▶ EXERCISE BRIEF
A single number is the whole answer: the count of lines in these entries that hold "crypt".

▶ RECORDS TO USE
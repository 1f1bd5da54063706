//! Parallel portal transfers for replmover.
//!
//! A transfer moves one object between a local file and a remote peer over `N` independent TCP
//! connections ("portals"), each covering a disjoint byte range:
//!
//! - [`protocol`] frames every payload with a fixed [`protocol::TransferHeader`]
//! - [`crypt`] seals individual chunks when the session negotiated encryption
//! - [`portal`] opens and accepts the connections, authenticated by a per-transfer cookie
//! - [`engine::TransferEngine`] runs puts and gets on the client side, keeps the restart checkpoint
//!   and resumes interrupted transfers
//! - [`server::PortalServer`] is the serving counterpart that assigns segments
//!
//! # Failures
//!
//! Every worker runs as a task of one transfer session. The first failing worker cancels the others;
//! all sockets and files are closed before the caller sees the error. The returned [`Error`] carries
//! the first failure plus the bytes moved until then, and [`Error::kind`] gives its class.
//!
//! # Example
//!
//! ```no_run
//! # async fn run() -> anyhow::Result<()> {
//! let server = remote::PortalServer::new(common::TransferConfig::default(), None)?;
//! let listener = server.listen("127.0.0.1".parse()?).await?;
//! let engine = remote::TransferEngine::new(common::TransferConfig::default(), None)?;
//! let request = remote::TransferRequest {
//!     portal: listener.portal_addr()?,
//!     local_path: "/tmp/data.bin".into(),
//!     obj_path: "/zone/home/alice/data.bin".to_string(),
//!     size: 1 << 30,
//!     thread_count: 4,
//!     restart_file: Some("/tmp/data.bin.restart".into()),
//! };
//! let (sent, received) = tokio::join!(
//!     engine.put(&request),
//!     server.serve_put(&listener, "/srv/vault/data.bin".as_ref(), request.size, 4),
//! );
//! println!("{}", sent?);
//! received?;
//! # Ok(())
//! # }
//! ```

pub mod crypt;
pub mod engine;
pub mod error;
pub mod port_ranges;
pub mod portal;
pub mod protocol;
pub mod server;
mod session;
pub mod streams;

pub use crypt::{EncryptionContext, Negotiation};
pub use engine::{ResumePlan, TransferEngine, TransferRequest};
pub use error::{Error, ErrorKind, TransferError, TransferSummary};
pub use portal::{PortalAddr, PortalListener};
pub use server::PortalServer;
pub use session::{ByteRange, split_segments};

▶ WRITTEN RESPONSE
3